I Batteri, i Protozoi, gli Animali invertebrati (Nematodi, alcuni Anellidi, Platelminti, Rotiferi) e
le Alghe vivono nell’acqua che riempie gli spazi tra le particelle del terreno, costituendo
così la componente biologica denominata Hydrobios. Tutti gli altri organismi, che
occupano prevalentemente gli spazi in cui circola aria, rappresentano l’Atmobios.
La biomassa e il numero di specie che costituiscono la biocenosi del suolo dipendono
naturalmente dal tipo di terreno, dalle condizioni climatiche, e, in particolare, dallo stadio
raggiunto nel processo di pedogenesi: un’elevata biodiversità è caratteristica di ecosistemi
maturi, come il suolo di un bosco, mentre un numero limitato di specie si rileva solitamente
nel suolo degli agrosistemi, intensamente sfruttato con ripetute lavorazioni, che ne
provocano l’alterazione della struttura. Su quest’ultime osservazioni si basa l’uso degli
organismi del suolo come bioindicatori, da cui trarre utili informazioni sullo “stato di salute”
dell’ambiente suolo: una variazione nella composizione della biocenosi può infatti rivelare
un’alterazione del terreno, provocata per esempio da trattamenti chimici.
Tecniche di laboratorio
Per ottenere informazioni quantitative e risultati il più possibile precisi ed accurati, è
consigliabile effettuare lo studio del suolo in laboratorio.
L’analisi si svolge mediante l’applicazione di tecniche specifiche su campioni di suolo
prelevati in natura seguendo definite procedure.
Prelievo di campioni di suolo
La raccolta dei campioni rappresenta una
fase importante dello studio di un suolo in
quanto l’attendibilità di un’analisi dipende
in gran parte dalla cura con cui si effettua
il prelievo.
E’ necessario, per quanto possibile,
prelevare il terreno nel suo stato di
umidità media, evitando i periodi di forti
piogge o di prolungata siccità; occorre
inoltre rispettare la condizione di
omogeneità del campione prelevato e di
asepsi, nel caso di prelievo per la ricerca
di batteri.
L’omogeneità è assicurata se si
effettuano, per ogni campione, parecchi
prelievi parziali in punti diversi della zona
prescelta (stazione).
L’asepsi, quando richiesta, si ottiene
evitando il contatto con le mani e
utilizzando strumenti adatti e sterilizzati.
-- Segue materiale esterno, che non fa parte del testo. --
//! fal.ai provider.
//!
//! Serves generative media and speech recognition. Local files are inlined as
//! `data:` URIs, and a native SDK (`fal_client`) is available.

use snipgen_core::{Literal, Task, TaskFamily};

use crate::traits::{AuthScheme, BodyContext, Capabilities, FileInputs, Provider};

const CAPABILITIES: Capabilities = Capabilities {
    families: &[TaskFamily::GenerativeMedia],
    extra_tasks: &["automatic-speech-recognition"],
    excluded_tasks: &[],
    router_only: false,
    direct_host: Some("https://fal.run"),
    key_env: Some("FAL_KEY"),
    key_auth: AuthScheme::Prefixed("Key "),
    streaming: false,
    custom_base_url: false,
    native_sdk: true,
    file_inputs: FileInputs::DataUri,
    binary_media: false,
    extra_headers: &[],
};

/// The `fal-ai` provider.
#[derive(Debug, Clone, Copy, Default)]
pub struct FalAiProvider;

impl FalAiProvider {
    fn arguments(&self, ctx: &BodyContext<'_>, native: bool) -> Vec<(String, Literal)> {
        let file = || {
            ctx.file_expr.clone().unwrap_or_else(|| {
                Literal::str(ctx.task.sample_file().map(|f| f.path).unwrap_or_default())
            })
        };
        let mut args = match ctx.task.id {
            "automatic-speech-recognition" => vec![("audio_url".to_string(), file())],
            "image-to-image" => vec![
                ("image_url".to_string(), file()),
                ("prompt".to_string(), ctx.text()),
            ],
            "text-to-speech" => vec![("text".to_string(), ctx.text())],
            _ => vec![("prompt".to_string(), ctx.text())],
        };
        if !native && ctx.task.id == "text-to-image" {
            args.push(("sync_mode".to_string(), Literal::Bool(true)));
        }
        args
    }
}

impl Provider for FalAiProvider {
    fn id(&self) -> &str {
        "fal-ai"
    }

    fn capabilities(&self) -> &Capabilities {
        &CAPABILITIES
    }

    fn route(&self, _task: &Task, model: &str) -> Option<String> {
        Some(format!("/{model}"))
    }

    fn body(&self, ctx: &BodyContext<'_>) -> Vec<(String, Literal)> {
        self.arguments(ctx, false)
    }

    fn native_arguments(&self, ctx: &BodyContext<'_>) -> Option<Vec<(String, Literal)>> {
        Some(self.arguments(ctx, true))
    }
}

#[cfg(test)]
mod tests {
    use super::*;
    use snipgen_core::{ChatParams, TaskRegistry};

    fn ctx(task: &'static Task) -> BodyContext<'static> {
        BodyContext {
            task,
            model: "fal-ai/flux/dev",
            messages: None,
            inputs: task.inputs_literal(None),
            parameters: task.parameters_literal(),
            file_expr: task
                .has_file_input()
                .then(|| Literal::expr(if task.id == "image-to-image" { "image_url" } else { "audio_url" })),
            chat: ChatParams::new(500),
        }
    }

    #[test]
    fn test_supports_media_and_speech_recognition() {
        let p = FalAiProvider;
        assert!(p.supports(TaskRegistry::lookup("text-to-image").unwrap()));
        assert!(p.supports(TaskRegistry::lookup("automatic-speech-recognition").unwrap()));
        assert!(!p.supports(TaskRegistry::lookup("conversational").unwrap()));
        assert!(!p.supports(TaskRegistry::lookup("audio-classification").unwrap()));
    }

    #[test]
    fn test_image_to_image_references_data_uri() {
        let args = FalAiProvider
            .native_arguments(&ctx(TaskRegistry::lookup("image-to-image").unwrap()))
            .unwrap();
        assert_eq!(args[0], ("image_url".to_string(), Literal::expr("image_url")));
        assert_eq!(
            args[1],
            ("prompt".to_string(), Literal::str("Turn the cat into a tiger."))
        );
    }

    #[test]
    fn test_sync_mode_only_over_http() {
        let task = TaskRegistry::lookup("text-to-image").unwrap();
        let http = FalAiProvider.body(&ctx(task));
        assert_eq!(http.last().unwrap().0, "sync_mode");
        let native = FalAiProvider.native_arguments(&ctx(task)).unwrap();
        assert_eq!(native.len(), 1);
    }

    #[test]
    fn test_key_auth_prefix() {
        assert_eq!(
            FalAiProvider.capabilities().key_auth,
            AuthScheme::Prefixed("Key ")
        );
    }
}
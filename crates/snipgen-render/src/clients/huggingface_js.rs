//! Vendor SDK snippets using `@huggingface/inference`.

use snipgen_core::literal::quote;
use snipgen_core::{ClientId, Dialect, Literal, ResolvedRequest, SnippetError};

use crate::js::{credential, data_uri_prelude, media_noun, object, Imports, FS_IMPORT};
use crate::traits::{refuse, Renderer};

const SDK_IMPORT: &str = r#"import { InferenceClient } from "@huggingface/inference";"#;

const STREAM_LOOP: &str = r#"for await (const chunk of stream) {
    if (chunk.choices && chunk.choices.length > 0) {
        const newContent = chunk.choices[0].delta.content;
        out += newContent;
        console.log(newContent);
    }
}"#;

/// Renders `InferenceClient` calls for JavaScript.
#[derive(Debug, Clone, Copy, Default)]
pub struct HuggingFaceJsRenderer;

impl HuggingFaceJsRenderer {
    fn constructor(&self, request: &ResolvedRequest) -> String {
        let token = credential(&request.credential).render(Dialect::Js);
        match &request.custom_base_url {
            Some(base) => format!(
                "const client = new InferenceClient({token}, {});",
                object(&[("endpointUrl".to_string(), Literal::str(base.clone()))], 0)
            ),
            None => format!("const client = new InferenceClient({token});"),
        }
    }

    /// `provider` and `model`, the leading arguments of every call.
    fn routing_args(&self, request: &ResolvedRequest) -> Vec<(String, Literal)> {
        let mut args = Vec::new();
        let model = if request.explicit_provider {
            if request.custom_base_url.is_none() {
                args.push(("provider".to_string(), Literal::str(request.provider.clone())));
            }
            request.model.canonical.clone()
        } else {
            request.model.as_given.clone()
        };
        args.push(("model".to_string(), Literal::str(model)));
        args
    }

    /// Argument list; billing travels in the call options.
    fn call_args(&self, request: &ResolvedRequest, args: &[(String, Literal)]) -> String {
        match &request.bill_to {
            Some(org) => format!(
                "{}, {}",
                object(args, 0),
                object(&[("billTo".to_string(), Literal::str(org.clone()))], 0)
            ),
            None => object(args, 0),
        }
    }

    fn chat(&self, request: &ResolvedRequest) -> Vec<String> {
        let mut args = self.routing_args(request);
        if let Some(messages) = &request.messages {
            args.push(("messages".to_string(), messages.clone()));
        }
        args.extend(request.chat.entries());
        let call_args = self.call_args(request, &args);
        if request.streaming {
            vec![
                "let out = \"\";".to_string(),
                format!("const stream = client.chatCompletionStream({call_args});"),
                STREAM_LOOP.to_string(),
            ]
        } else {
            vec![
                format!("const chatCompletion = await client.chatCompletion({call_args});"),
                "console.log(chatCompletion.choices[0].message);".to_string(),
            ]
        }
    }

    fn task_call(
        &self,
        request: &ResolvedRequest,
        method: &str,
        imports: &mut Imports,
    ) -> Vec<String> {
        let task = request.task;
        let mut args = self.routing_args(request);
        match (task.has_file_input(), &request.input_file) {
            (true, Some(file)) => {
                imports.add(FS_IMPORT);
                args.push((
                    "data".to_string(),
                    Literal::expr(format!("fs.readFileSync({})", quote(&file.path))),
                ));
            }
            _ => {
                if let Some(inputs) = task.inputs_literal(None) {
                    args.push(("inputs".to_string(), inputs));
                }
            }
        }
        if let Some(parameters) = task.parameters_literal() {
            args.push(("parameters".to_string(), parameters));
        }
        let call_args = self.call_args(request, &args);
        match media_noun(task.output) {
            Some(noun) => vec![
                format!("const {noun} = await client.{method}({call_args});"),
                format!("// Use the generated {noun} (it's a Blob)"),
            ],
            None => vec![
                format!("const output = await client.{method}({call_args});"),
                "console.log(output);".to_string(),
            ],
        }
    }
}

impl Renderer for HuggingFaceJsRenderer {
    fn client(&self) -> ClientId {
        ClientId::HuggingFaceJs
    }

    fn render(&self, request: &ResolvedRequest) -> Result<String, SnippetError> {
        if request.bind_model {
            return Err(refuse(request, "huggingface.js does not bind a model to the client"));
        }
        let mut imports = Imports::new();
        imports.add(SDK_IMPORT);

        let mut sections = vec![self.constructor(request)];
        if request.task.is_conversational() {
            sections.extend(data_uri_prelude(&request.data_uris, &mut imports));
            sections.extend(self.chat(request));
        } else {
            let method = request
                .task
                .js_method
                .ok_or_else(|| refuse(request, "huggingface.js has no method for this task"))?;
            sections.extend(self.task_call(request, method, &mut imports));
        }

        let mut out = vec![imports.render()];
        out.extend(sections);
        Ok(out.join("\n\n"))
    }
}

#[cfg(test)]
mod tests {
    use super::*;
    use crate::testing::resolve;
    use snipgen_core::{TokenSource, Variant};

    fn render(task: &str, provider: &str, model: &str, variant: &Variant) -> String {
        let request = resolve(task, provider, model, ClientId::HuggingFaceJs, variant);
        HuggingFaceJsRenderer.render(&request).unwrap()
    }

    #[test]
    fn test_chat_completion() {
        let out = render(
            "conversational",
            "together",
            "meta-llama/Llama-3.1-8B-Instruct",
            &Variant::new(),
        );
        assert_eq!(
            out,
            "import { InferenceClient } from \"@huggingface/inference\";\n\nconst client = new InferenceClient(\"api_token\");\n\nconst chatCompletion = await client.chatCompletion({\n    provider: \"together\",\n    model: \"meta-llama/Llama-3.1-8B-Instruct\",\n    messages: [\n        {\n            role: \"user\",\n            content: \"What is the capital of France?\",\n        },\n    ],\n    max_tokens: 500,\n});\n\nconsole.log(chatCompletion.choices[0].message);"
        );
    }

    #[test]
    fn test_streaming_and_billing() {
        let variant = Variant::new()
            .with_streaming(true)
            .with_bill_to("huggingface");
        let out = render("conversational", "auto", "org/m", &variant);
        assert!(out.contains("let out = \"\";\n\nconst stream = client.chatCompletionStream({\n    model: \"org/m\",\n"));
        assert!(out.contains("    max_tokens: 500,\n}, {\n    billTo: \"huggingface\",\n});"));
        assert!(!out.contains("provider:"));
        assert!(!out.contains("stream: true"));
        assert!(out.ends_with("        console.log(newContent);\n    }\n}"));
    }

    #[test]
    fn test_file_task_reads_data() {
        let out = render(
            "automatic-speech-recognition",
            "hf-inference",
            "openai/whisper-large-v3",
            &Variant::new().with_token(TokenSource::RequiredEnv { var: None }),
        );
        assert!(out.starts_with("import { InferenceClient } from \"@huggingface/inference\";\nimport fs from \"fs\";\n\n"));
        assert!(out.contains("new InferenceClient(process.env.HF_TOKEN);"));
        assert!(out.contains("const output = await client.automaticSpeechRecognition({\n    provider: \"hf-inference\",\n    model: \"openai/whisper-large-v3\",\n    data: fs.readFileSync(\"sample1.flac\"),\n});"));
        assert!(out.ends_with("console.log(output);"));
    }

    #[test]
    fn test_media_output_is_a_blob() {
        let out = render(
            "text-to-image",
            "hf-inference",
            "black-forest-labs/FLUX.1-dev",
            &Variant::new(),
        );
        assert!(out.contains("const image = await client.textToImage({\n"));
        assert!(out.contains("    inputs: \"Astronaut riding a horse\",\n});"));
        assert!(out.ends_with("// Use the generated image (it's a Blob)"));
    }

    #[test]
    fn test_custom_endpoint() {
        let out = render(
            "text-classification",
            "hf-inference",
            "org/m",
            &Variant::new().with_base_url("http://localhost:8080"),
        );
        assert!(out.contains(
            "const client = new InferenceClient(\"api_token\", {\n    endpointUrl: \"http://localhost:8080\",\n});"
        ));
        assert!(!out.contains("provider:"));
    }

    #[test]
    fn test_task_without_method_refused() {
        let request = resolve(
            "object-detection",
            "hf-inference",
            "facebook/detr-resnet-50",
            ClientId::HuggingFaceJs,
            &Variant::new(),
        );
        assert!(HuggingFaceJsRenderer.render(&request).unwrap_err().is_unsupported());
    }

    #[test]
    fn test_bound_model_refused() {
        let request = resolve(
            "conversational",
            "auto",
            "org/m",
            ClientId::HuggingFaceJs,
            &Variant::new().with_bound_model(true),
        );
        assert!(HuggingFaceJsRenderer.render(&request).unwrap_err().is_unsupported());
    }
}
Individuato il punto di raccolta, si elimina
la cotica erbosa, se presente, e si preleva
con una spatola o una paletta fino ad
alcuni centimetri di profondità.
Se il suolo è soffice, privo di grandi
quantità di scheletro, si può ricorrere a
prelievi tramite carotatore. I campioni
raccolti vengono quindi posti in sacchetti
di plastica che devono essere poi
accuratamente chiusi, etichettati e
trasportati al più presto in laboratorio,
avendo cura di conservarli all’ombra e a
temperature il più possibile vicine a quelle
originarie.
Determinazione della tessitura e dello scheletro
Vengono presentati due diversi metodi (esperienza a ed esperienza b): la prima
descrizione si riferisce alla tecnica più facile da realizzare per l’impiego di una semplice
strumentazione; la seconda richiede, invece, materiali costosi, pertanto non sempre
disponibili.
Quest’ultima, tuttavia, consente di ottenere risultati più accurati.
Esperienza “a”
Questa prova serve a verificare le stime della tessitura effettuate sul campo e si basa sulla
diversa velocità di caduta dei costituenti del suolo nell’acqua .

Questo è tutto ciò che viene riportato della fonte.